Let $ G $ be a (non-abelian) simple finite group. Then the image of a degree $ d $ representation $ \pi: A \to U_d $ always lies in $ SU_d $.
Indeed this is true even if $ G $ is quasisimple.
What if $ G $ is almost simple? It seems obvious that this would no longer be true. For a reducible representation this is easy to show. The natural permutation representation $ \pi: S_5 \to U_5 $ has half matrices $ det=-1 $ thus is not contained in $ SU_5 $.
It seems almost ridiculous to ask this because I think a counterexample should be obvious but I can't think of one:
What is an example of a faithful degree $ d $ irreducible representation $ \pi: G \to U_d $ of an almost simple finite group $ G $ whose image is not in $ SU_d $?
The obvious first place to look is the faithful irreps of $ S_5 $. These all map into $ O_4, O_5 $ or $ O_6 $. However it's not obvious to me whether or not these map into $ SO_4,SO_5,SO_6 $.
Best Answer
Answer from Derek Holt given in the comments:
The conjugacy class of (1,2) in $ S_5 $ has character value $ 2 $. Since $ (1,2) $ is an involution all its eigenvalues are $ \pm 1 $. Since the four eigenvalues sum to $ 2 $ and are all $ \pm 1 $ they must be $ 1,1,1,-1 $ and thus the image of $ (1,2) $ in such a representation must have determinant $ -1 $, in other words it must be in $ O_4(\mathbb{R}) $ not in $ SO_4(\mathbb{R}) $.

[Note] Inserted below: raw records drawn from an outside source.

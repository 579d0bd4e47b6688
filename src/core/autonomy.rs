//! Autonomy Coordinator (component G): converts an evolving emotional
//! state into bounded, well-timed outbound actions.
//!
//! The rolling-hour action cap reuses this codebase's sliding-window
//! rate limiting technique (see `core::rate_limiter::limiter::RateLimiter`
//! and its `check_and_record` pattern: one lock-guarded map, timestamps
//! pruned on each check) turned around to bound *outbound* volume
//! instead of inbound request volume.

use crate::config::AutonomyConfig;
use crate::core::plugin_manager::PluginManager;
use crate::core::router::{Request, RequestType, RequestRouter};
use async_trait::async_trait;
use chrono::{DateTime, Timelike, Utc};
use std::collections::{HashMap, VecDeque};
use tokio::sync::RwLock;
use tokio::sync::Notify;
use std::sync::atomic::{AtomicBool, Ordering};
use std::sync::Arc;
use tokio::task::JoinHandle;
use tracing::{debug, info, warn};

/// Read-only snapshot access to the emotional-state engine, which lives
/// outside this crate entirely — the engine owns its own persistence
/// and decay model, and this crate only ever reads a point-in-time view.
#[async_trait]
pub trait EmotionalStateProvider: Send + Sync {
    /// Current intensity for `emotion_type`, in `[floor(e), 1.0]`.
    async fn value(&self, emotion_type: &str) -> f64;
    /// Minutes since the most recent user activity, if known.
    async fn minutes_since_last_activity(&self) -> Option<i64>;
}

#[derive(Debug, Clone)]
pub struct AutonomyAction {
    pub trigger_type: String,
    pub platform: String,
    pub content: String,
    pub context: HashMap<String, serde_json::Value>,
    pub priority: u8,
}

#[derive(Debug, Clone, Copy, PartialEq, Eq)]
enum TriggerState {
    Idle,
    Cooldown,
}

#[derive(Debug, Clone)]
pub struct FiringRecord {
    pub trigger_type: String,
    pub fired_at: DateTime<Utc>,
    pub action_executed: bool,
}

const SPONTANEOUS_TRIGGERS: &[&str] = &["spontaneous_lonely", "spontaneous_excited"];

/// Appropriate hours, evaluated in UTC uniformly rather than any
/// host-local timezone: morning/afternoon/evening bands.
fn is_appropriate_hour(now: DateTime<Utc>) -> bool {
    let hour = now.hour();
    (7..11).contains(&hour) || (13..17).contains(&hour) || (18..22).contains(&hour)
}

struct TriggerRuntime {
    state: TriggerState,
    last_fired: Option<DateTime<Utc>>,
}

pub struct AutonomyCoordinator {
    config: AutonomyConfig,
    state_provider: Arc<dyn EmotionalStateProvider>,
    router: Arc<RequestRouter>,
    plugins: Arc<PluginManager>,
    runtime: RwLock<HashMap<String, TriggerRuntime>>,
    rate_window: RwLock<VecDeque<DateTime<Utc>>>,
    history: RwLock<VecDeque<FiringRecord>>,
    running: AtomicBool,
    stop: Arc<Notify>,
    task: parking_lot::Mutex<Option<JoinHandle<()>>>,
}

impl AutonomyCoordinator {
    /// `plugins` is consulted for the "platform availability OK" clause
    /// of the trigger fire condition (SPEC_FULL.md §3, §4.6 step 4):
    /// a trigger whose target platform plugin is not loaded does not fire.
    pub fn new(
        config: AutonomyConfig,
        state_provider: Arc<dyn EmotionalStateProvider>,
        router: Arc<RequestRouter>,
        plugins: Arc<PluginManager>,
    ) -> Arc<Self> {
        Arc::new(Self {
            config,
            state_provider,
            router,
            plugins,
            runtime: RwLock::new(HashMap::new()),
            rate_window: RwLock::new(VecDeque::new()),
            history: RwLock::new(VecDeque::new()),
            running: AtomicBool::new(false),
            stop: Arc::new(Notify::new()),
            task: parking_lot::Mutex::new(None),
        })
    }

    pub fn start_background(self: &Arc<Self>) {
        if self.running.swap(true, Ordering::SeqCst) {
            warn!("autonomy coordinator tick loop already running");
            return;
        }
        let this = self.clone();
        let stop = self.stop.clone();
        let interval = std::time::Duration::from_secs(this.config.check_interval_seconds);
        let handle = tokio::spawn(async move {
            let mut ticker = tokio::time::interval(interval);
            loop {
                tokio::select! {
                    _ = ticker.tick() => {
                        this.evaluate_tick().await;
                    }
                    _ = stop.notified() => {
                        debug!("autonomy coordinator tick loop stopping");
                        break;
                    }
                }
            }
        });
        *self.task.lock() = Some(handle);
    }

    pub async fn stop_background(&self) {
        if !self.running.swap(false, Ordering::SeqCst) {
            return;
        }
        self.stop.notify_one();
        if let Some(handle) = self.task.lock().take() {
            let _ = handle.await;
        }
    }

    /// One evaluation tick, matching the 6-step algorithm.
    pub async fn evaluate_tick(&self) {
        let now = Utc::now();
        let mut triggers: Vec<(String, crate::config::models::autonomy::TriggerConfig)> =
            self.config.trigger_thresholds.iter().map(|(k, v)| (k.clone(), v.clone())).collect();
        triggers.sort_by(|a, b| b.1.priority.cmp(&a.1.priority).then_with(|| a.0.cmp(&b.0)));

        for (trigger_type, trigger_config) in triggers {
            if !self.rate_limit_allows().await {
                debug!("autonomy rate cap reached, skipping remaining triggers this tick");
                break;
            }

            let value = self.state_provider.value(&trigger_type).await;
            if value < trigger_config.threshold {
                continue;
            }
            if !self.cooldown_elapsed(&trigger_type, now, trigger_config.cooldown_minutes).await {
                continue;
            }
            if !self.platform_available(&self.config.default_platform) {
                debug!(platform = %self.config.default_platform, trigger = %trigger_type, "platform unavailable, trigger not fired");
                continue;
            }
            if SPONTANEOUS_TRIGGERS.contains(&trigger_type.as_str()) && !self.spontaneous_timing_ok(now).await {
                continue;
            }

            let action = AutonomyAction {
                trigger_type: trigger_type.clone(),
                platform: self.config.default_platform.clone(),
                content: format!("[{trigger_type}] intensity={value:.2}")
                    .chars()
                    .take(self.config.max_message_length)
                    .collect(),
                context: HashMap::from([("emotion".to_string(), serde_json::json!(trigger_type)), ("value".to_string(), serde_json::json!(value))]),
                priority: trigger_config.priority,
            };

            self.mark_fired(&trigger_type, now).await;
            self.record_rate_window(now).await;

            let executed = self.dispatch(action).await;
            self.push_history(FiringRecord {
                trigger_type: trigger_type.clone(),
                fired_at: now,
                action_executed: executed,
            })
            .await;
        }
    }

    async fn cooldown_elapsed(&self, trigger_type: &str, now: DateTime<Utc>, cooldown_minutes: u64) -> bool {
        let mut runtime = self.runtime.write().await;
        let Some(entry) = runtime.get_mut(trigger_type) else {
            return true;
        };
        if entry.state == TriggerState::Idle {
            return true;
        }
        let Some(last_fired) = entry.last_fired else {
            return true;
        };
        let elapsed = (now - last_fired).num_minutes() >= cooldown_minutes as i64;
        if elapsed {
            entry.state = TriggerState::Idle;
        }
        elapsed
    }

    async fn mark_fired(&self, trigger_type: &str, now: DateTime<Utc>) {
        let mut runtime = self.runtime.write().await;
        runtime.insert(
            trigger_type.to_string(),
            TriggerRuntime {
                state: TriggerState::Cooldown,
                last_fired: Some(now),
            },
        );
    }

    /// "Platform availability OK" clause of the trigger fire condition:
    /// the target platform's plugin must be loaded. A platform with no
    /// registered plugin at all (e.g. `internal`) is never gated here —
    /// only a registered-but-not-loaded/disabled plugin blocks firing.
    fn platform_available(&self, platform: &str) -> bool {
        if self.plugins.list_plugins().iter().all(|p| p.name != platform) {
            return true;
        }
        self.plugins.get_plugin(platform).is_some()
    }

    async fn spontaneous_timing_ok(&self, now: DateTime<Utc>) -> bool {
        if !is_appropriate_hour(now) {
            return false;
        }
        match self.state_provider.minutes_since_last_activity().await {
            Some(minutes) => (30..=360).contains(&minutes),
            None => false,
        }
    }

    /// Sliding-window rate cap: prune entries older than one hour, then
    /// check remaining count against `max_autonomous_per_hour`.
    async fn rate_limit_allows(&self) -> bool {
        let now = Utc::now();
        let mut window = self.rate_window.write().await;
        while let Some(&front) = window.front() {
            if (now - front).num_seconds() > 3600 {
                window.pop_front();
            } else {
                break;
            }
        }
        (window.len() as u32) < self.config.max_autonomous_per_hour
    }

    async fn record_rate_window(&self, now: DateTime<Utc>) {
        self.rate_window.write().await.push_back(now);
    }

    async fn push_history(&self, record: FiringRecord) {
        let mut history = self.history.write().await;
        if history.len() >= self.config.firing_history_size {
            history.pop_front();
        }
        history.push_back(record);
    }

    /// Deliver the action to the Request Router as an internal request.
    /// A delivery failure still counts the firing for cooldown purposes
    /// but is recorded as `action_executed = false`.
    async fn dispatch(&self, action: AutonomyAction) -> bool {
        let request = Request {
            id: None,
            request_type: RequestType::Internal,
            content: serde_json::json!({
                "autonomy_trigger": action.trigger_type,
                "platform": action.platform,
                "content": action.content,
            }),
            context: action.context,
            priority: Some(action.priority),
            requested_timeout: None,
        };
        let envelope = self.router.route(request).await;
        matches!(envelope.status, crate::core::router::RouteStatus::Success)
    }

    pub async fn firing_history(&self) -> Vec<FiringRecord> {
        self.history.read().await.iter().cloned().collect()
    }
}

#[cfg(test)]
mod tests {
    use super::*;
    use crate::config::IsolationConfig;
    use crate::core::isolation::IsolatedPluginRunner;
    use crate::core::plugin_manager::PluginManager;
    use crate::monitoring::MetricsRegistry;
    use dashmap::DashMap;

    struct FixedState {
        values: HashMap<&'static str, f64>,
        idle_minutes: Option<i64>,
    }

    #[async_trait]
    impl EmotionalStateProvider for FixedState {
        async fn value(&self, emotion_type: &str) -> f64 {
            *self.values.get(emotion_type).unwrap_or(&0.0)
        }

        async fn minutes_since_last_activity(&self) -> Option<i64> {
            self.idle_minutes
        }
    }

    fn plugins() -> Arc<PluginManager> {
        PluginManager::new(MetricsRegistry::new())
    }

    fn router() -> Arc<RequestRouter> {
        let metrics = MetricsRegistry::new();
        let plugins = PluginManager::new(metrics.clone());
        let isolation = IsolatedPluginRunner::new(IsolationConfig::default(), metrics.clone());
        RequestRouter::new(crate::config::RouterConfig::default(), plugins, isolation, metrics, Arc::new(DashMap::new()))
    }

    #[tokio::test]
    async fn below_threshold_never_fires() {
        let state = Arc::new(FixedState { values: HashMap::new(), idle_minutes: Some(60) });
        let coordinator = AutonomyCoordinator::new(AutonomyConfig::default(), state, router(), plugins());
        coordinator.evaluate_tick().await;
        assert!(coordinator.firing_history().await.is_empty());
    }

    #[tokio::test]
    async fn above_threshold_fires_non_spontaneous_trigger() {
        let mut values = HashMap::new();
        values.insert("frustration", 0.9);
        let state = Arc::new(FixedState { values, idle_minutes: None });
        let coordinator = AutonomyCoordinator::new(AutonomyConfig::default(), state, router(), plugins());
        coordinator.evaluate_tick().await;
        let history = coordinator.firing_history().await;
        assert_eq!(history.len(), 1);
        assert_eq!(history[0].trigger_type, "frustration");
    }

    #[tokio::test]
    async fn cooldown_blocks_immediate_refire() {
        let mut values = HashMap::new();
        values.insert("frustration", 0.9);
        let state = Arc::new(FixedState { values, idle_minutes: None });
        let coordinator = AutonomyCoordinator::new(AutonomyConfig::default(), state, router(), plugins());
        coordinator.evaluate_tick().await;
        coordinator.evaluate_tick().await;
        assert_eq!(coordinator.firing_history().await.len(), 1);
    }

    #[tokio::test]
    async fn unavailable_platform_blocks_firing() {
        use async_trait::async_trait;
        use crate::core::plugin::{Plugin, PluginHealth};

        struct NoopPlugin;
        #[async_trait]
        impl Plugin for NoopPlugin {
            async fn initialize(&self, _config: &HashMap<String, serde_json::Value>) -> bool {
                true
            }
            async fn shutdown(&self) {}
            async fn health_check(&self) -> PluginHealth {
                PluginHealth::healthy(1)
            }
            async fn handle_request(&self, request: serde_json::Value) -> std::result::Result<serde_json::Value, String> {
                Ok(request)
            }
        }

        let mut values = HashMap::new();
        values.insert("frustration", 0.9);
        let state = Arc::new(FixedState { values, idle_minutes: None });

        let plugins = plugins();
        // "discord" (the default platform) is registered but never
        // loaded/enabled, so it must gate firing.
        plugins.register_factory("discord", Arc::new(|| Arc::new(NoopPlugin) as Arc<dyn Plugin>));

        let coordinator = AutonomyCoordinator::new(AutonomyConfig::default(), state, router(), plugins);
        coordinator.evaluate_tick().await;
        assert!(coordinator.firing_history().await.is_empty());
    }

    #[tokio::test]
    async fn rate_cap_stops_further_firing_within_the_hour() {
        let mut values = HashMap::new();
        for name in ["loneliness", "excitement", "frustration", "jealousy", "vulnerability"] {
            values.insert(name, 1.0);
        }
        let state = Arc::new(FixedState { values, idle_minutes: None });
        let mut config = AutonomyConfig::default();
        config.max_autonomous_per_hour = 2;
        let coordinator = AutonomyCoordinator::new(config, state, router(), plugins());
        coordinator.evaluate_tick().await;
        assert!(coordinator.firing_history().await.len() <= 2);
    }

    #[test]
    fn appropriate_hours_cover_three_bands_and_exclude_gaps() {
        use chrono::TimeZone;
        let morning = Utc.with_ymd_and_hms(2026, 1, 1, 9, 0, 0).unwrap();
        let midnight = Utc.with_ymd_and_hms(2026, 1, 1, 2, 0, 0).unwrap();
        assert!(is_appropriate_hour(morning));
        assert!(!is_appropriate_hour(midnight));
    }
}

Here is a concrete example. The matrices $ F_1,F_2',F_3' $ in
https://arxiv.org/abs/hep-th/9905212
generate a 4d irrep of $ A_5 $. Adding in the matrix $ CNOT=\overline{\zeta_8} F' $ (just $ F' $ from top of page 7 but without the phase) $$ CNOT:=\begin{bmatrix} 1 & 0 & 0 & 0\\ 0 & 1 & 0 & 0 \\ 0 & 0 & 0 & 1 \\ 0 & 0 & 1 & 0 \end{bmatrix} $$
generates a 4d irrep of $ S_5 $ where the det 1 subgroup is exactly $ A_5 $ and the rest of $ S_5 $ all has determinant $ -1 $.